Look below for the line that has "assert_eq!(len, 245 * 3 - 5);". Set down the lines from there through the line that has "RuType::Ru26, 1), mcs: 5, nss: 1", exactly as written.

*** Opening of Input data ***

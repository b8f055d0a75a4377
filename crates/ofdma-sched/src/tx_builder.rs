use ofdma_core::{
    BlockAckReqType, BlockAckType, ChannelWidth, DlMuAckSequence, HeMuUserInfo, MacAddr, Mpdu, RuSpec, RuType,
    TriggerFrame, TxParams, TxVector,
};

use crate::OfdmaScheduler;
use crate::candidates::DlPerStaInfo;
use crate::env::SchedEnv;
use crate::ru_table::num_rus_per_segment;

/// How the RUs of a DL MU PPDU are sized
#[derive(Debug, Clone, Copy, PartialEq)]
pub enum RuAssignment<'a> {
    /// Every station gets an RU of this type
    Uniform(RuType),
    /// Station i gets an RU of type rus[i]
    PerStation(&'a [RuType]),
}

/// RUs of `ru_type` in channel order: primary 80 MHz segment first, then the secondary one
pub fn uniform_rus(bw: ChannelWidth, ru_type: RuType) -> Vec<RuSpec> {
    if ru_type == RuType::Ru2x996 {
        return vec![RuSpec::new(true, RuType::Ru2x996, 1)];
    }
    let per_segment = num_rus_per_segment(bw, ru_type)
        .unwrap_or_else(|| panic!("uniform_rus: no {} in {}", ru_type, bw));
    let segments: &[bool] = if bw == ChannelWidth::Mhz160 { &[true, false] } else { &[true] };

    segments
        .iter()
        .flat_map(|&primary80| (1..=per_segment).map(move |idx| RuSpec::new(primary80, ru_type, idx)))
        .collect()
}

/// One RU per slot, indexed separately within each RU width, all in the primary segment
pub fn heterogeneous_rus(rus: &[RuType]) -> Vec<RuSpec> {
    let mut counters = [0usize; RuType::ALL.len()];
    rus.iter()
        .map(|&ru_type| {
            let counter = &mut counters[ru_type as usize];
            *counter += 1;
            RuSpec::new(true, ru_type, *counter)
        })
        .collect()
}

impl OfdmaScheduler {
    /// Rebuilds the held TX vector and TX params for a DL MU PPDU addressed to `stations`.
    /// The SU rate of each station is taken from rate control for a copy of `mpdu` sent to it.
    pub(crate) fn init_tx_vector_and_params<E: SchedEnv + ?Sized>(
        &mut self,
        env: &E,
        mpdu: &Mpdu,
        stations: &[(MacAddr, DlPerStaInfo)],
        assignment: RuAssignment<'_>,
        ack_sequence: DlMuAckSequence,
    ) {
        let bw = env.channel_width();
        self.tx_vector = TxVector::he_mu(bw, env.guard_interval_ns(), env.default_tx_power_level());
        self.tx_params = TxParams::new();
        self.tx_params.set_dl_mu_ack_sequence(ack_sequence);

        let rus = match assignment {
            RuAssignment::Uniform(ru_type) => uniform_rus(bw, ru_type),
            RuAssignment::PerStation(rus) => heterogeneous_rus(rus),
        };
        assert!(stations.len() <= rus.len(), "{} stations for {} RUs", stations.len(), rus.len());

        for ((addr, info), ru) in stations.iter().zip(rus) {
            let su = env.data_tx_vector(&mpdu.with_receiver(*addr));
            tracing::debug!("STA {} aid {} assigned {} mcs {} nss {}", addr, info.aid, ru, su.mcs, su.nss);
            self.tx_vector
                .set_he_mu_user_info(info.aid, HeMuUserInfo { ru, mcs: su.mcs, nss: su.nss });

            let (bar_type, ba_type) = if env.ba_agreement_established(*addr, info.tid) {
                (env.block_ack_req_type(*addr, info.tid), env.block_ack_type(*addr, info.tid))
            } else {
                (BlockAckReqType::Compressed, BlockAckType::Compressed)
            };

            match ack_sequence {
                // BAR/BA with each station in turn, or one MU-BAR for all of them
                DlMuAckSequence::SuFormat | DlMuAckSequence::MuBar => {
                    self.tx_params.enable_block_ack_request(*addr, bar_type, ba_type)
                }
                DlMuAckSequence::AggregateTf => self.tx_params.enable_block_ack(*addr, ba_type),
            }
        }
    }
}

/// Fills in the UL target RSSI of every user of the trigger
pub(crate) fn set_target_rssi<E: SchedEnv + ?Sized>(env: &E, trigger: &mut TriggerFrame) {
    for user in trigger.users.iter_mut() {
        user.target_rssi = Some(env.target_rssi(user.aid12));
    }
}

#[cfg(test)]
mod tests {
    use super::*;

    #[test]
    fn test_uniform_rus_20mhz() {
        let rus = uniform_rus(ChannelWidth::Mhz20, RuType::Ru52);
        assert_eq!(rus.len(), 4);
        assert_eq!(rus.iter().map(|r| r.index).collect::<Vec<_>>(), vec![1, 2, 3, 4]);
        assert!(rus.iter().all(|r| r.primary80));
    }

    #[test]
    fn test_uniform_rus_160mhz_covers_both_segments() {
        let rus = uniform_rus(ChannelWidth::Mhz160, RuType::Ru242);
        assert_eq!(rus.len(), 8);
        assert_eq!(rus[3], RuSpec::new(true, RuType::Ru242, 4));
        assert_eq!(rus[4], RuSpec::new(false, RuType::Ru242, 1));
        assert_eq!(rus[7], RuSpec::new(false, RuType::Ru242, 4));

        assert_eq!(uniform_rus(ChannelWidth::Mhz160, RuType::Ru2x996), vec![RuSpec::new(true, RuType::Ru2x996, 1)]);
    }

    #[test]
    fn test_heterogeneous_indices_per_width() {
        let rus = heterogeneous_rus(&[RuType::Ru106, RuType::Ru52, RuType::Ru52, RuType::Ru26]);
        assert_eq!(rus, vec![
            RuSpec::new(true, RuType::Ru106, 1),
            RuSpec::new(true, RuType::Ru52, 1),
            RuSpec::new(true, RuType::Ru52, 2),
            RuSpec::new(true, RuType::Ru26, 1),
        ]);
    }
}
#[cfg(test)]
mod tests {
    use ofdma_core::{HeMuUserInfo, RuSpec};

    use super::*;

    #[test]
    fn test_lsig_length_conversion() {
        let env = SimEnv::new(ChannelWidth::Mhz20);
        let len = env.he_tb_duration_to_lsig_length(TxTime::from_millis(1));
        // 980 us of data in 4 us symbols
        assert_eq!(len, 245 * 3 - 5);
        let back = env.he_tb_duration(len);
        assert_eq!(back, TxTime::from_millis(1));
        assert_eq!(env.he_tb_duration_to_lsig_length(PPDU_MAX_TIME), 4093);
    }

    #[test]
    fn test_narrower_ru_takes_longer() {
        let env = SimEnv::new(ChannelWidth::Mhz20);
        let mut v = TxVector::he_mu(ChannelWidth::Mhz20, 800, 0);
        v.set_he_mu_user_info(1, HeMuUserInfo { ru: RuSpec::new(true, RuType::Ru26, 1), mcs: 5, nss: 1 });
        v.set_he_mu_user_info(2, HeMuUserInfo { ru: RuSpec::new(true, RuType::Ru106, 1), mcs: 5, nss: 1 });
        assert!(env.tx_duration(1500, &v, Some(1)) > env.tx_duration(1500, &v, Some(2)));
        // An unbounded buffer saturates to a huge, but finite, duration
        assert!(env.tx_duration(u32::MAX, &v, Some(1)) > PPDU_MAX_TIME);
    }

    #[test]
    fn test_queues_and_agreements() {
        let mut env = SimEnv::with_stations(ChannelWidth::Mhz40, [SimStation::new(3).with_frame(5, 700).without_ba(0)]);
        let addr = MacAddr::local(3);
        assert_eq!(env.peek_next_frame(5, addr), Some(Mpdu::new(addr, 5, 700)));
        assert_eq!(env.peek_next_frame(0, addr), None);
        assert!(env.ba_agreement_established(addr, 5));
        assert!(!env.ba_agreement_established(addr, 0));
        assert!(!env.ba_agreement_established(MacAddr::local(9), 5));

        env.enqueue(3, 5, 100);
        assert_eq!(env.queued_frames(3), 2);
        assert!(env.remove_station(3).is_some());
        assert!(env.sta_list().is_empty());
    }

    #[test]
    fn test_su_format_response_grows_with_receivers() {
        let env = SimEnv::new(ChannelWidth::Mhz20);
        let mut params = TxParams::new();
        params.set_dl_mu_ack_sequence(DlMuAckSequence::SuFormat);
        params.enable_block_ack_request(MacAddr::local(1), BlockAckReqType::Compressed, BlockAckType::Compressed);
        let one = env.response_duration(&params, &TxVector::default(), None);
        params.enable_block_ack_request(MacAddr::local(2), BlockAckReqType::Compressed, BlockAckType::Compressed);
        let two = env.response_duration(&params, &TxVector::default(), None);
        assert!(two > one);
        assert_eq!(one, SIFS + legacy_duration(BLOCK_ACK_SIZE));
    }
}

*** Close of Input data ***

**Task response:**
        assert_eq!(len, 245 * 3 - 5);
        let back = env.he_tb_duration(len);
        assert_eq!(back, TxTime::from_millis(1));
        assert_eq!(env.he_tb_duration_to_lsig_length(PPDU_MAX_TIME), 4093);
    }

    #[test]
    fn test_narrower_ru_takes_longer() {
        let env = SimEnv::new(ChannelWidth::Mhz20);
        let mut v = TxVector::he_mu(ChannelWidth::Mhz20, 800, 0);
        v.set_he_mu_user_info(1, HeMuUserInfo { ru: RuSpec::new(true, RuType::Ru26, 1), mcs: 5, nss: 1 });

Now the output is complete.